BUYER_COUNTY BUYER_STATE year count DOSAGE_UNIT countyfips
----- ------------ ----------- ---- ----- ----------- ----------
17430 MONTGOMERY AR 2006 469 175390 5097
17431 MONTGOMERY AR 2007 597 241270 5097
17432 MONTGOMERY AR 2008 561 251760 5097
17433 MONTGOMERY AR 2009 554 244160 5097
Now lets delete rows from the annual
table that have missing county data. Check on these counties before and verify that the’ve been deleted afterwards. Also, we want to grab just three columns from the land
table, so let’s create a new one called land_area
. Also, the column there is called STCOU
, which we want to rename to coutyfips
. (I’m going to stop printing out the results of every step, so make sure you’re checking your work as you go.)
sqlite> delete from annual where BUYER_COUNTY = "NA"
sqlite> create table land_area as select Areaname, STCOU, LND110210D from land;
sqlite> alter table land_area rename column STCOU to countyfips;
Next we want to start joining the tables, so let’s left join our table and print out the counts to make sure we accounted correctly.

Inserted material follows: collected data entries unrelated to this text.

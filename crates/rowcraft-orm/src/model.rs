//! Model trait.
//!
//! A [`Model`] is a [`Record`] bound to a table. One instance stands for one
//! row, existing or prospective. Configuration lives in associated
//! functions with defaults matching the common case: a single auto-increment
//! `id` primary key, every column assignable, strict mode on.

use std::any::type_name;

use rowcraft_core::{
    field_index, make_db_value, Connection, Params, Query, Record, SqlValue, ToSqlValue,
};
use tracing::debug;

use crate::error::{OrmError, Result};

/// Default row id column of auto-increment models.
pub const DEFAULT_ROW_ID: &str = "id";

/// A record persisted in a table.
///
/// # Example
///
/// ```rust
/// use rowcraft_derive::Record;
/// use rowcraft_orm::Model;
///
/// #[derive(Debug, Default, Record)]
/// struct Membership {
///     #[column]
///     user_id: i64,
///     #[column]
///     group_id: i64,
///     #[column]
///     role: String,
/// }
///
/// impl Model for Membership {
///     fn table_name() -> &'static str {
///         "membership"
///     }
///
///     fn primary_keys() -> &'static [&'static str] {
///         &["user_id", "group_id"]
///     }
///
///     fn auto_increment() -> bool {
///         false
///     }
/// }
///
/// let m = Membership { user_id: 1, group_id: 2, role: String::from("owner") };
/// let params = m.calc_update_params().unwrap();
/// assert_eq!(params.columns().collect::<Vec<_>>(), vec!["role"]);
/// assert!(Membership::row_id_column().is_err());
/// ```
pub trait Model: Record {
    /// Table this model is stored in.
    fn table_name() -> &'static str;

    /// Primary key columns.
    fn primary_keys() -> &'static [&'static str] {
        &[DEFAULT_ROW_ID]
    }

    /// Whitelist of assignable columns. Takes precedence over [`Model::guarded`].
    fn fillable() -> Option<&'static [&'static str]> {
        None
    }

    /// Blacklist of assignable columns.
    fn guarded() -> Option<&'static [&'static str]> {
        None
    }

    /// Columns left out of the select list of [`Model::query`].
    fn hidden() -> &'static [&'static str] {
        &[]
    }

    /// Whether the table generates the row id.
    fn auto_increment() -> bool {
        true
    }

    /// Strict mode rejects empty parameter and condition sets.
    fn strict_mode() -> bool {
        true
    }

    /// Whether this instance is already stored, deciding between insert and
    /// update in [`Model::save`].
    ///
    /// By default every primary key must hold a non-null, non-zero,
    /// non-empty value.
    fn exists(&self) -> bool {
        Self::primary_keys().iter().all(|pk| {
            !matches!(
                self.value(pk),
                None | Some(SqlValue::Null | SqlValue::Int(0))
            ) && self.value(pk) != Some(SqlValue::Text(String::new()))
        })
    }

    /// Called before insert parameters are computed.
    fn on_insert(&mut self) {}

    /// Called before update parameters are computed.
    fn on_update(&mut self) {}

    /// Row id column.
    ///
    /// # Errors
    ///
    /// Returns [`OrmError::RowIdUnavailable`] unless auto-increment is
    /// enabled.
    fn row_id_column() -> Result<&'static str> {
        if Self::auto_increment() {
            Ok(DEFAULT_ROW_ID)
        } else {
            Err(OrmError::RowIdUnavailable(type_name::<Self>()))
        }
    }

    /// Whether `column` may be written by insert or update.
    #[must_use]
    fn is_assignable(column: &str) -> bool {
        match (Self::fillable(), Self::guarded()) {
            (Some(fillable), _) => fillable.contains(&column),
            (None, Some(guarded)) => !guarded.contains(&column),
            (None, None) => true,
        }
    }

    /// Computes insert parameters from the current state.
    ///
    /// Alias columns and unassignable columns are skipped, as is the row id
    /// of auto-increment models.
    ///
    /// # Errors
    ///
    /// Returns [`OrmError::EmptyInsertParams`] in strict mode when nothing
    /// is left to insert.
    fn calc_insert_params(&self) -> Result<Params> {
        let row_id = Self::auto_increment().then_some(DEFAULT_ROW_ID);
        let index = field_index::<Self>();
        let mut params = Params::new();
        for column in index.table_columns() {
            if !Self::is_assignable(column.name) || row_id == Some(column.name) {
                continue;
            }
            params.insert(column.name, self.read(column.name)?);
        }
        if Self::strict_mode() && params.is_empty() {
            return Err(OrmError::EmptyInsertParams(type_name::<Self>()));
        }
        Ok(params)
    }

    /// Computes the primary key conditions identifying this row.
    ///
    /// # Errors
    ///
    /// Returns [`OrmError::EmptyPrimaryKeys`] without primary keys,
    /// [`OrmError::MissingColumn`] when a primary key is not mapped, and
    /// [`OrmError::EmptyUpdateConditions`] in strict mode when no condition
    /// remains.
    fn calc_update_conditions(&self) -> Result<Params> {
        let primary_keys = Self::primary_keys();
        if primary_keys.is_empty() {
            return Err(OrmError::EmptyPrimaryKeys(type_name::<Self>()));
        }
        let index = field_index::<Self>();
        let mut conditions = Params::new();
        for pk in primary_keys {
            let column = index.get(pk).ok_or_else(|| OrmError::MissingColumn {
                model: type_name::<Self>(),
                column: String::from(*pk),
            })?;
            if column.table_column {
                conditions.insert(column.name, self.read(column.name)?);
            }
        }
        if Self::strict_mode() && conditions.is_empty() {
            return Err(OrmError::EmptyUpdateConditions(type_name::<Self>()));
        }
        Ok(conditions)
    }

    /// Computes update parameters from the current state.
    ///
    /// Primary keys are never updated.
    ///
    /// # Errors
    ///
    /// Returns [`OrmError::EmptyPrimaryKeys`] without primary keys and
    /// [`OrmError::EmptyUpdateParams`] in strict mode when nothing is left
    /// to update.
    fn calc_update_params(&self) -> Result<Params> {
        let primary_keys = Self::primary_keys();
        if primary_keys.is_empty() {
            return Err(OrmError::EmptyPrimaryKeys(type_name::<Self>()));
        }
        let index = field_index::<Self>();
        let mut params = Params::new();
        for column in index.table_columns() {
            if !Self::is_assignable(column.name) || primary_keys.contains(&column.name) {
                continue;
            }
            params.insert(column.name, self.read(column.name)?);
        }
        if Self::strict_mode() && params.is_empty() {
            return Err(OrmError::EmptyUpdateParams(type_name::<Self>()));
        }
        Ok(params)
    }

    /// Reads the storage value of a mapped column.
    ///
    /// # Errors
    ///
    /// Returns [`OrmError::MissingColumn`] if no field is mapped to `column`.
    fn read(&self, column: &str) -> Result<SqlValue> {
        self.value(column)
            .map(make_db_value)
            .ok_or_else(|| OrmError::MissingColumn {
                model: type_name::<Self>(),
                column: String::from(column),
            })
    }

    /// Opens a query on the model's table.
    ///
    /// With hidden columns configured, the select list holds every other
    /// table column.
    fn query(connection: &dyn Connection) -> Query<'_, Self> {
        let query = Query::new(connection, Self::table_name()).strict(Self::strict_mode());
        let hidden = Self::hidden();
        if hidden.is_empty() {
            return query;
        }
        let visible: Vec<&str> = field_index::<Self>()
            .table_columns()
            .map(|column| column.name)
            .filter(|name| !hidden.contains(name))
            .collect();
        query.select(&visible)
    }

    /// Finds the row whose row id equals `id`.
    ///
    /// # Errors
    ///
    /// Returns [`OrmError::RowIdUnavailable`] for models without
    /// auto-increment; query errors propagate.
    fn find(connection: &dyn Connection, id: impl ToSqlValue) -> Result<Option<Self>> {
        let row_id = Self::row_id_column()?;
        Ok(Self::query(connection).where_eq(row_id, id).first()?)
    }

    /// Inserts this model.
    ///
    /// Auto-increment models receive the generated row id.
    ///
    /// # Errors
    ///
    /// Propagates parameter computation, query and field errors.
    fn insert(&mut self, connection: &dyn Connection) -> Result<()> {
        self.on_insert();
        let params = self.calc_insert_params()?;
        if params.is_empty() {
            debug!(model = type_name::<Self>(), "nothing to insert");
            return Ok(());
        }
        Self::query(connection).insert(&params)?;

        if Self::auto_increment() {
            let id = connection.last_insert_rowid()?;
            self.set_value(Self::row_id_column()?, SqlValue::Int(id))?;
        }
        Ok(())
    }

    /// Updates the row identified by this model's primary keys.
    ///
    /// # Errors
    ///
    /// Propagates parameter computation and query errors.
    fn update(&mut self, connection: &dyn Connection) -> Result<()> {
        self.on_update();
        let conditions = self.calc_update_conditions()?;
        let params = self.calc_update_params()?;
        if params.is_empty() {
            debug!(model = type_name::<Self>(), "nothing to update");
            return Ok(());
        }
        let mut query = Self::query(connection);
        for (column, value) in conditions {
            query = query.where_eq(&column, value);
        }
        query.update(&params)?;
        Ok(())
    }

    /// Updates the row if [`Model::exists`], inserts it otherwise.
    ///
    /// # Errors
    ///
    /// See [`Model::insert`] and [`Model::update`].
    fn save(&mut self, connection: &dyn Connection) -> Result<()> {
        if self.exists() {
            self.update(connection)
        } else {
            self.insert(connection)
        }
    }

    /// Deletes the row identified by this model's primary keys.
    ///
    /// # Errors
    ///
    /// Returns [`OrmError::UnconditionalDelete`] when no primary key value
    /// is available; query errors propagate.
    fn delete(&self, connection: &dyn Connection) -> Result<()> {
        let conditions = self.calc_update_conditions()?;
        if conditions.is_empty() {
            return Err(OrmError::UnconditionalDelete(type_name::<Self>()));
        }
        let mut query = Self::query(connection);
        for (column, value) in conditions {
            query = query.where_eq(&column, value);
        }
        query.delete()?;
        Ok(())
    }
}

sqlite> create table county_info as select * from population left join land_area using(countyfips);
sqlite> select count(*) from land;
3198
sqlite> select count(*) from land_area;
3198
sqlite> select count(*) from county_info;
28265
sqlite> select count(*) from population;
Notes#
At this point, hopefully you have enough of a background to finish doing the example from Open Case Studies. I have to say, that working with SQL is pleasant, but I prefer python as a home base. In addition, after working with the data, I want to use plotting and analysis tools. In the next chapter, we’ll look at using python as a base language to interact with an sqlite database.